For several years, students in White County elementary schools pre-ordered lunch through their classroom teachers and simply gesticulated ‘one’ or ‘two’ at the lunch line to indicate their entrée choices. That tradition has been replaced, following Dr. Burkett’s intervention, with students now owning both the process of making meal choices and their interactions with school nutrition staff. And in another positive turn of events, their elementary school students are appearing more relaxed and engaging along lunch lines, with reports that some are filling their trays with more fruits and vegetables.
The Superintendent says she is acutely aware that the school nutrition teams serving in White County are part of close family who care about their community and having served with them shoulder-to-shoulder, she wants them to know that the community and White County Schools are deeply grateful for all they do.
As School Nutrition Director, Abby Rowland says it means everything to know that their program has the kind of focus and support it enjoys from their Superintendent. “School Nutrition has a seat at the table, and it has been particularly impactful in this difficult year when we were going to have to pivot to keep our children fed.”
“Dr. Burkett asked me what I needed to ensure we could transition from open cafeterias on Friday, March 13  to curbside feeding on the coming Monday, and at the start she was with us, right there on the front lines delivering meals. She puts action to her words, and we wouldn’t have wanted to go through this past year without her support” she explained. “I would encourage other administrations across Georgia districts to pull their school nutrition directors into their leadership teams. School Nutrition Professionals are meeting real student needs and without our cafeterias our students’ ability to learn would be lacking.”
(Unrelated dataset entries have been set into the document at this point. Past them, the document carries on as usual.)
impl MarketplaceStore {
    /// Start configuring a store rooted at `base_dir`.
    pub fn builder(base_dir: impl AsRef<Path>) -> MarketplaceStoreBuilder {
        MarketplaceStoreBuilder::new(base_dir)
    }

    /// Get the handle of an order's actor, spawning it if needed.
    ///
    /// The write lock is held across the liveness re-check and the spawn,
    /// so at most one actor per order is ever running.
    async fn handle(&self, id: OrderId) -> io::Result<AggregateHandle<OrderStream>> {
        {
            let cache = self.cache.read().await;
            if let Some(handle) = cache.get(&id)
                && handle.is_alive()
            {
                return Ok(handle.clone());
            }
        }

        let mut cache = self.cache.write().await;
        if let Some(handle) = cache.get(&id)
            && handle.is_alive()
        {
            return Ok(handle.clone());
        }

        tracing::debug!(
            aggregate_type = OrderStream::AGGREGATE_TYPE,
            order_id = %id,
            "spawning actor"
        );
        let handle = spawn_actor_with_config::<OrderStream>(
            &self.layout,
            &id.to_string(),
            self.actor_config,
            self.sink.clone(),
        )?;
        cache.insert(id, handle.clone());
        Ok(handle)
    }

    /// Run `cmd` on an existing order's actor.
    ///
    /// An actor that idled out between lookup and delivery drops the message
    /// unprocessed; the command is then retried once on a fresh actor.
    async fn execute(
        &self,
        id: OrderId,
        cmd: OrderCommand,
        ctx: CommandContext,
    ) -> StoreResult<Committed<OrderStream>> {
        let handle = self.handle(id).await?;
        match handle.execute(cmd.clone(), ctx.clone()).await {
            Err(ExecuteError::ActorGone) => {
                tracing::debug!(order_id = %id, "actor exited before replying, respawning");
                self.handle(id).await?.execute(cmd, ctx).await
            }
            other => other,
        }
    }

    fn models(&self) -> std::sync::RwLockReadGuard<'_, ReadModels> {
        self.read_models
            .read()
            .unwrap_or_else(PoisonError::into_inner)
    }

    /// Fail fast with `NotFound` for ids that are not live orders, without
    /// spawning anything.
    fn require_order(&self, id: OrderId) -> StoreResult<()> {
        if self.models().directory.contains(id) {
            Ok(())
        } else {
            Err(ExecuteError::Rejected(Rejection::NotFound))
        }
    }

    fn committed_order(committed: Committed<OrderStream>) -> StoreResult<Order> {
        committed
            .state
            .order
            .ok_or(ExecuteError::Rejected(Rejection::NotFound))
    }

    /// The order as of `committed`, stamped with its stream version and
    /// `viewer`'s unread count at that version.
    pub(crate) fn committed_summary(
        committed: Committed<OrderStream>,
        viewer: Party,
    ) -> StoreResult<OrderSummary> {
        let unread_count = committed.state.unread_for(viewer);
        let version = committed.version;
        let order = Self::committed_order(committed)?;
        Ok(OrderSummary {
            order,
            unread_count,
            version,
        })
    }

    /// Place a new order. The order starts in `new`.
    ///
    /// # Arguments
    ///
    /// * `principal` - Must be a customer; the order's `customerId` is their scope.
    /// * `shop_id` - The shop that will fulfil the order.
    /// * `order_type` - `upload` orders must carry at least one file.
    /// * `payload` - Title, description, urgency, and files.
    ///
    /// # Errors
    ///
    /// * [`Rejection::Forbidden`] -- the caller is not a customer.
    /// * [`Rejection::MissingFiles`] -- an upload order without files.
    /// * [`ExecuteError::Io`] -- the order's log could not be written.
    pub async fn create_order(
        &self,
        principal: &Principal,
        shop_id: ShopId,
        order_type: OrderType,
        payload: OrderPayload,
    ) -> StoreResult<Order> {
        if principal.customer_id().is_none() {
            tracing::warn!(actor = %principal.label(), "non-customer tried to place an order");
            return Err(ExecuteError::Rejected(Rejection::Forbidden));
        }
        let at = now_millis();
        let create = |id, payload| OrderCommand::Create {
            actor: *principal,
            id,
            shop_id,
            order_type,
            payload,
            at,
        };
        // Decide against an empty stream first: a rejected create neither
        // consumes an id nor touches the disk.
        OrderStream::default()
            .handle(create(OrderId(0), payload.clone()))
            .map_err(ExecuteError::Rejected)?;

        let id = OrderId(self.next_id.fetch_add(1, Ordering::SeqCst));
        let committed = self
            .execute(id, create(id, payload), CommandContext::for_principal(principal))
            .await?;
        let order = Self::committed_order(committed)?;
        tracing::info!(order_id = %order.id, shop_id = %order.shop_id, "order created");
        Ok(order)
    }

    /// Run a command on an existing order, logging forbidden attempts.
    async fn run(
        &self,
        op: &'static str,
        order_id: OrderId,
        principal: &Principal,
        cmd: OrderCommand,
    ) -> StoreResult<Committed<OrderStream>> {
        let result = match self.require_order(order_id) {
            Ok(()) => {
                self.execute(order_id, cmd, CommandContext::for_principal(principal))
                    .await
            }
            Err(e) => Err(e),
        };
        note_rejection(op, order_id, principal, &result);
        result
    }

    /// Move an order to its next status.
    ///
    /// # Arguments
    ///
    /// * `order_id` - The order to advance.
    /// * `principal` - A shop owner of the order's shop, or an admin.
    /// * `requested` - Must be the immediate successor of the current status.
    ///
    /// # Returns
    ///
    /// The order as committed, with `updatedAt` stamped.
    ///
    /// # Errors
    ///
    /// * [`Rejection::NotFound`] -- no live order with that id.
    /// * [`Rejection::Forbidden`] -- the caller's scope does not cover the order.
    /// * [`Rejection::InvalidTransition`] -- not the immediate successor;
    ///   also what the loser of two concurrent identical requests sees.
    pub async fn advance_order_status(
        &self,
        order_id: OrderId,
        principal: &Principal,
        requested: OrderStatus,
    ) -> StoreResult<Order> {
        let committed = self.advance(order_id, principal, requested).await?;
        Self::committed_order(committed)
    }

    pub(crate) async fn advance(
        &self,
        order_id: OrderId,
        principal: &Principal,
        requested: OrderStatus,
    ) -> StoreResult<Committed<OrderStream>> {
        let cmd = OrderCommand::Advance {
            actor: *principal,
            requested,
            at: now_millis(),
        };
        let committed = self
            .run("advance_order_status", order_id, principal, cmd)
            .await?;
        tracing::info!(
            order_id = %order_id,
            status = %requested,
            version = committed.version,
            "order status advanced"
        );
        Ok(committed)
    }

    /// Post a chat message on an order.
    ///
    /// The content is trimmed. The sender side follows from the caller's role.
    ///
    /// # Errors
    ///
    /// * [`Rejection::NotFound`], [`Rejection::Forbidden`] -- as for status changes;
    ///   admins cannot post.
    /// * [`Rejection::OrderClosed`] -- the order is completed.
    /// * [`Rejection::EmptyMessage`] -- nothing left after trimming.
    pub async fn send_message(
        &self,
        order_id: OrderId,
        principal: &Principal,
        content: impl Into<String>,
    ) -> StoreResult<Message> {
        let cmd = OrderCommand::SendMessage {
            actor: *principal,
            content: content.into(),
            at: now_millis(),
        };
        let committed = self.run("send_message", order_id, principal, cmd).await?;
        committed
            .events
            .into_iter()
            .find_map(|event| match event {
                OrderEvent::MessageSent { message } => Some(message),
                _ => None,
            })
            .ok_or(ExecuteError::Rejected(Rejection::EmptyMessage))
    }

    /// Mark every message addressed to the caller's side as read.
    ///
    /// Succeeds without emitting anything when nothing is unread.
    pub async fn mark_conversation_read(
        &self,
        order_id: OrderId,
        principal: &Principal,
    ) -> StoreResult<()> {
        self.mark_read(order_id, principal).await?;
        Ok(())
    }

    pub(crate) async fn mark_read(
        &self,
        order_id: OrderId,
        principal: &Principal,
    ) -> StoreResult<Committed<OrderStream>> {
        let cmd = OrderCommand::MarkRead {
            actor: *principal,
            at: now_millis(),
        };
        self.run("mark_conversation_read", order_id, principal, cmd)
            .await
    }

    /// Add files to an order that is not yet completed.
    ///
    /// Only the order's customer may attach files.
    pub async fn attach_files(
        &self,
        order_id: OrderId,
        principal: &Principal,
        files: Vec<FileRef>,
    ) -> StoreResult<Order> {
        let cmd = OrderCommand::AttachFiles {
            actor: *principal,
            files,
            at: now_millis(),
        };
        let committed = self.run("attach_files", order_id, principal, cmd).await?;
        Self::committed_order(committed)
    }

    /// Remove an order that is still `new`. Admin only.
    ///
    /// A discarded order disappears from every listing and answers further
    /// commands with `NotFound`. Its log is kept.
    pub async fn discard_order(&self, order_id: OrderId, principal: &Principal) -> StoreResult<()> {
        let cmd = OrderCommand::Discard {
            actor: *principal,
            at: now_millis(),
        };
        self.run("discard_order", order_id, principal, cmd).await?;
        tracing::info!(order_id = %order_id, "order discarded");
        Ok(())
    }

    /// Subscribe to live events in `scope`.
    pub fn subscribe(&self, scope: Scope) -> Subscription {
        self.broadcaster.subscribe(scope)
    }

    pub fn get_order(&self, order_id: OrderId) -> Option<Order> {
        self.models().directory.get(order_id).cloned()
    }

    /// Every live order in `scope` with the scope viewer's unread counts,
    /// urgent first, then oldest first.
    pub fn list_orders(&self, scope: Scope) -> Vec<OrderSummary> {
        let mut orders = self.models().summaries(scope);
        orders.sort_by(board_order);
        orders
    }

    pub fn order_summary(&self, order_id: OrderId, viewer: Party) -> Option<OrderSummary> {
        self.models().summary(order_id, viewer)
    }

    /// Completed orders of a shop, most recently completed first.
    pub fn shop_history(&self, shop_id: ShopId) -> Vec<Order> {
        self.models().history(Scope::Shop(shop_id))
    }

    /// The order's conversation, oldest message first.
    ///
    /// Readable by either party of the order and by admins.
    pub async fn messages(
        &self,
        order_id: OrderId,
        principal: &Principal,
    ) -> StoreResult<Vec<Message>> {
        let order = self
            .get_order(order_id)
            .ok_or(ExecuteError::Rejected(Rejection::NotFound))?;
        let allowed = principal.is_admin()
            || principal.customer_id() == Some(order.customer_id)
            || principal.shop_id() == Some(order.shop_id);
        if !allowed {
            let result = Err(ExecuteError::Rejected(Rejection::Forbidden));
            note_rejection("messages", order_id, principal, &result);
            return result;
        }
        let state = self
            .handle(order_id)
            .await?
            .state()
            .await
            .map_err(|StateError::ActorGone| ExecuteError::ActorGone)?;
        Ok(state.messages().to_vec())
    }

    pub fn unread_count(&self, order_id: OrderId, party: Party) -> u32 {
        self.models().unread.count(order_id, party)
    }

    /// Sum of the per-order unread counts in `scope`, for the scope's viewer.
    pub fn unread_total(&self, scope: Scope) -> u32 {
        self.models().unread_total(scope)
    }

    pub fn base_dir(&self) -> &Path {
        self.layout.base_dir()
    }
}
White County School Nutrition served 180,636 meals from March 16 through the end of the 2020-21 School Year. This exact number and aggregated numbers leading up to it were shared far and wide in the White County community, as a proud Superintendent Burkett addressed members of Rotary Clubs, Church Groups, the media, and others. Why? “Because I am so proud of the work of our school nutrition team and, as a former high school math teacher, I know the immensely powerful impact of numbers.”
“It is important for people to understand how hard we are working to make our community better and a large part of that is feeding our kids” she said as the pride of which she spoke echoed in her smile.
With a graduation rate of 94.7%, White County Schools have bested by more than 10%, the state’s graduation rate of 83.6%, reported as an all-time high last November.
“White county is a special place because we have truly special people. Our culture of teamwork and making things create is evident in the things we have been able to accomplish” Dr. Burkett shared.